1.6.4. Pengumpulan Data
Metode pengumpulan data yang digunakan dalam penelitian ini terdiri dari wawancara dan dokumentasi. Adapun penjelasan dari masing-masing metode adalah sebagai berikut:
a. Wawancara (Interview)
Metode ini dilakukan dengan mengadakan wawancara secara langsung dengan pihak-pihak yang berkompeten pada Hotel Phoenix Yogyakarta untuk mendapatkan data mengenai aspek-aspek yang berkaitan dengan public relations dalam pelaksanaan program membangun citra sebagai hotel heritage. Penelitian mengenai strategi public relations dalam membangun citra Hotel Phoenix Yogyakarta sebagai hotel heritagememerlukan informan yang mempunyai pemahaman yang berkaitan langsung dengan masalah penelitian guna memperoleh data dan informasi yang lebih akurat. Oleh sebab itu, informan yang dimaksud adalah sebagai berikut:
1) Internal Hotel: Public Relations (Ibu Marlya) Manager, House Artist (Bpk. Wahyu Bambang Dwi), dan Assistant Director of Sales (Ibu Retno Miranti) 2) Eksternal Hotel: Tamu Hotel Phoenix Yogyakarta
b. Dokumentasi
Adalah teknik pengumpulan data untuk memperoleh data sekunder dengan cara melihat arsip-arsip, laporan-laporan yang ada pada Hotel Phoenix Yogyakarta, serta pengambilan gambar.

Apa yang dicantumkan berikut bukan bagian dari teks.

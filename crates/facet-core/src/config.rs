//! Centralized configuration for the FACET transport.
//!
//! Defaults live as associated constants on [`TransportConfig`]. Runtime
//! settings are plain structs with builder methods, optionally loaded from
//! `FACET_*` environment variables.

use crate::transport::ReconnectPolicy;
use crate::{FacetError, Result};
use std::str::FromStr;
use std::time::Duration;

/// Transport-wide defaults and limits.
pub struct TransportConfig;

impl TransportConfig {
    pub const DEFAULT_HOST: &'static str = "127.0.0.1";
    pub const DEFAULT_PORT: u16 = 3000;

    /// Largest payload accepted in one frame (16 MiB).
    pub const MAX_MESSAGE_SIZE: usize = 16 * 1024 * 1024;

    // Server limits
    pub const MAX_CONNECTIONS: usize = 100;
    pub const MAX_IN_FLIGHT_PER_CONNECTION: usize = 50;
    pub const HANDLER_TIMEOUT: Duration = Duration::from_secs(60);

    // Client timing
    pub const CALL_TIMEOUT: Duration = Duration::from_secs(30);
    pub const CONNECT_TIMEOUT: Duration = Duration::from_secs(5);
    pub const RECONNECT_MAX_ATTEMPTS: u32 = 5;
    pub const RECONNECT_BASE_DELAY: Duration = Duration::from_millis(500);
    pub const RECONNECT_MAX_DELAY: Duration = Duration::from_secs(30);

    /// Capacity of the client lifecycle event channel.
    pub const EVENT_CHANNEL_CAPACITY: usize = 64;
}

/// Settings for [`crate::RpcServer`].
#[derive(Debug, Clone)]
pub struct ServerConfig {
    pub host: String,
    /// Port to bind (0 = OS-assigned).
    pub port: u16,
    pub max_connections: usize,
    pub max_in_flight_per_connection: usize,
    pub handler_timeout: Duration,
    pub max_message_size: usize,
}

impl Default for ServerConfig {
    fn default() -> Self {
        Self {
            host: TransportConfig::DEFAULT_HOST.to_string(),
            port: TransportConfig::DEFAULT_PORT,
            max_connections: TransportConfig::MAX_CONNECTIONS,
            max_in_flight_per_connection: TransportConfig::MAX_IN_FLIGHT_PER_CONNECTION,
            handler_timeout: TransportConfig::HANDLER_TIMEOUT,
            max_message_size: TransportConfig::MAX_MESSAGE_SIZE,
        }
    }
}

impl ServerConfig {
    pub fn new() -> Self {
        Self::default()
    }

    /// Load settings from `FACET_*` environment variables over the defaults.
    pub fn from_env() -> Result<Self> {
        Self::from_lookup(|name| std::env::var(name).ok())
    }

    /// Load settings through an arbitrary variable lookup.
    pub fn from_lookup(lookup: impl Fn(&str) -> Option<String>) -> Result<Self> {
        let mut config = Self::default();
        if let Some(host) = lookup("FACET_HOST") {
            config.host = host;
        }
        if let Some(port) = parse_var(&lookup, "FACET_PORT")? {
            config.port = port;
        }
        if let Some(max) = parse_var(&lookup, "FACET_MAX_CONNECTIONS")? {
            config.max_connections = max;
        }
        if let Some(max) = parse_var(&lookup, "FACET_MAX_IN_FLIGHT")? {
            config.max_in_flight_per_connection = max;
        }
        if let Some(ms) = parse_var::<u64>(&lookup, "FACET_HANDLER_TIMEOUT_MS")? {
            config.handler_timeout = Duration::from_millis(ms);
        }
        config.validate()?;
        Ok(config)
    }

    pub fn with_host(mut self, host: impl Into<String>) -> Self {
        self.host = host.into();
        self
    }

    pub fn with_port(mut self, port: u16) -> Self {
        self.port = port;
        self
    }

    pub fn with_max_connections(mut self, max: usize) -> Self {
        self.max_connections = max;
        self
    }

    pub fn with_max_in_flight(mut self, max: usize) -> Self {
        self.max_in_flight_per_connection = max;
        self
    }

    pub fn with_handler_timeout(mut self, timeout: Duration) -> Self {
        self.handler_timeout = timeout;
        self
    }

    pub fn with_max_message_size(mut self, size: usize) -> Self {
        self.max_message_size = size;
        self
    }

    /// `host:port` string to bind.
    pub fn bind_addr(&self) -> String {
        format!("{}:{}", self.host, self.port)
    }

    pub fn validate(&self) -> Result<()> {
        if self.max_connections == 0 {
            return Err(config_error("max_connections must be at least 1"));
        }
        if self.max_in_flight_per_connection == 0 {
            return Err(config_error("max_in_flight_per_connection must be at least 1"));
        }
        if self.handler_timeout.is_zero() {
            return Err(config_error("handler_timeout must be positive"));
        }
        Ok(())
    }
}

/// Settings for [`crate::RpcClient`].
#[derive(Debug, Clone)]
pub struct ClientConfig {
    /// Timeout applied to calls that do not specify one.
    pub default_timeout: Duration,
    pub connect_timeout: Duration,
    pub reconnect: ReconnectPolicy,
    pub max_message_size: usize,
}

impl Default for ClientConfig {
    fn default() -> Self {
        Self {
            default_timeout: TransportConfig::CALL_TIMEOUT,
            connect_timeout: TransportConfig::CONNECT_TIMEOUT,
            reconnect: ReconnectPolicy::default(),
            max_message_size: TransportConfig::MAX_MESSAGE_SIZE,
        }
    }
}

impl ClientConfig {
    pub fn new() -> Self {
        Self::default()
    }

    /// Load settings from `FACET_*` environment variables over the defaults.
    pub fn from_env() -> Result<Self> {
        Self::from_lookup(|name| std::env::var(name).ok())
    }

    /// Load settings through an arbitrary variable lookup.
    pub fn from_lookup(lookup: impl Fn(&str) -> Option<String>) -> Result<Self> {
        let mut config = Self::default();
        if let Some(ms) = parse_var::<u64>(&lookup, "FACET_REQUEST_TIMEOUT_MS")? {
            config.default_timeout = Duration::from_millis(ms);
        }
        if let Some(attempts) = parse_var(&lookup, "FACET_RECONNECT_ATTEMPTS")? {
            config.reconnect = config.reconnect.with_max_attempts(attempts);
        }
        if let Some(ms) = parse_var::<u64>(&lookup, "FACET_RECONNECT_BASE_DELAY_MS")? {
            config.reconnect = config.reconnect.with_base_delay(Duration::from_millis(ms));
        }
        if config.default_timeout.is_zero() {
            return Err(config_error("request timeout must be positive"));
        }
        Ok(config)
    }

    pub fn with_default_timeout(mut self, timeout: Duration) -> Self {
        self.default_timeout = timeout;
        self
    }

    pub fn with_connect_timeout(mut self, timeout: Duration) -> Self {
        self.connect_timeout = timeout;
        self
    }

    pub fn with_reconnect(mut self, policy: ReconnectPolicy) -> Self {
        self.reconnect = policy;
        self
    }

    pub fn with_max_message_size(mut self, size: usize) -> Self {
        self.max_message_size = size;
        self
    }
}

fn parse_var<T: FromStr>(lookup: &impl Fn(&str) -> Option<String>, name: &str) -> Result<Option<T>>
where
    T::Err: std::fmt::Display,
{
    match lookup(name) {
        None => Ok(None),
        Some(raw) => raw
            .trim()
            .parse::<T>()
            .map(Some)
            .map_err(|e| config_error(format!("invalid value for {}: {:?} ({})", name, raw, e))),
    }
}

fn config_error(message: impl Into<String>) -> FacetError {
    FacetError::Config {
        message: message.into(),
    }
}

Teknik ini digunakan untuk memeriksa keabsahan data yang akan digunakan untuk cross check data yang telah disampaikan informan, yaitu dengan cara melakukan wawancara dengan staf public relations dalam pelaksanaan program membangun citra sebagai hotel heritage. Namun, yang terpenting dalam penelitian kualitatif sebagai salah satu ciri penelitian kualitatif yaitu menempatkan manusia sebagai alat atau instrumen. Peneliti sendiri atau dengan bantuan orang lain merupakan alat pengumpul data yang utama sehingga mampu menyesuaikan diri dengan kenyataan-kenyataan yang ada di lapangan, dapat berhubungan dengan informan atau obyek lainnya dan mampu memahami kaitan dari kenyataan di lapangan (Moleong, 2002:4).
1.6.6. Teknik Analisis Data
Untuk memperoleh gambaran yang menyeluruh tentang obyek penelitian ini, peneliti menggunakan teknik analisis deskriptif kualitatif. Data yang diperoleh melalui pengamatan, wawancara dan pencatatan di lapangan selanjutnya diolah, diinterpretasikan dengan memfokuskan penajaman makna yang seringkali banyak dilukiskan dalam kata-kata daripada angka-angka sejauh mungkin dalam bentuk aslinya (lihat Moleong, 2002:6). Penelitian ini menggunakan langkah-langkah yang masih bersifat umum, yakni (1) reduksi data, (2) display data, (3) mengambil kesimpulan dan verifikasi (Nasution, 2003:129).
Berikut ini merupakan penjelasan dari masing-masing langkah diiatas yaitu sebagai berikut:
1) Reduksi data, diartikan sebagai proses pemilihan, pemusatan perhatian pada penyederhanaan, pengabstrakan data kasar dan transformasi data “kasar” yang muncul dari catatan penulis.
2) Display data, yaitu sekumpulan informasi yang terkumpul dibuat matriks yang memberi kemungkinan adanya penarikan kesimpulan dan pengambilan tindakan. 3) Penarikan kesimpulan/verifikasi, yaitu mencari makna data yang dikumpulkan,
mencatat keteraturan, pola-pola penjelasan, konfigurasi-konfigurasi yang mungkin, alur sebab akibat dan proposisi. Kesimpulan juga diverifikasi selama penelitian berlangsung.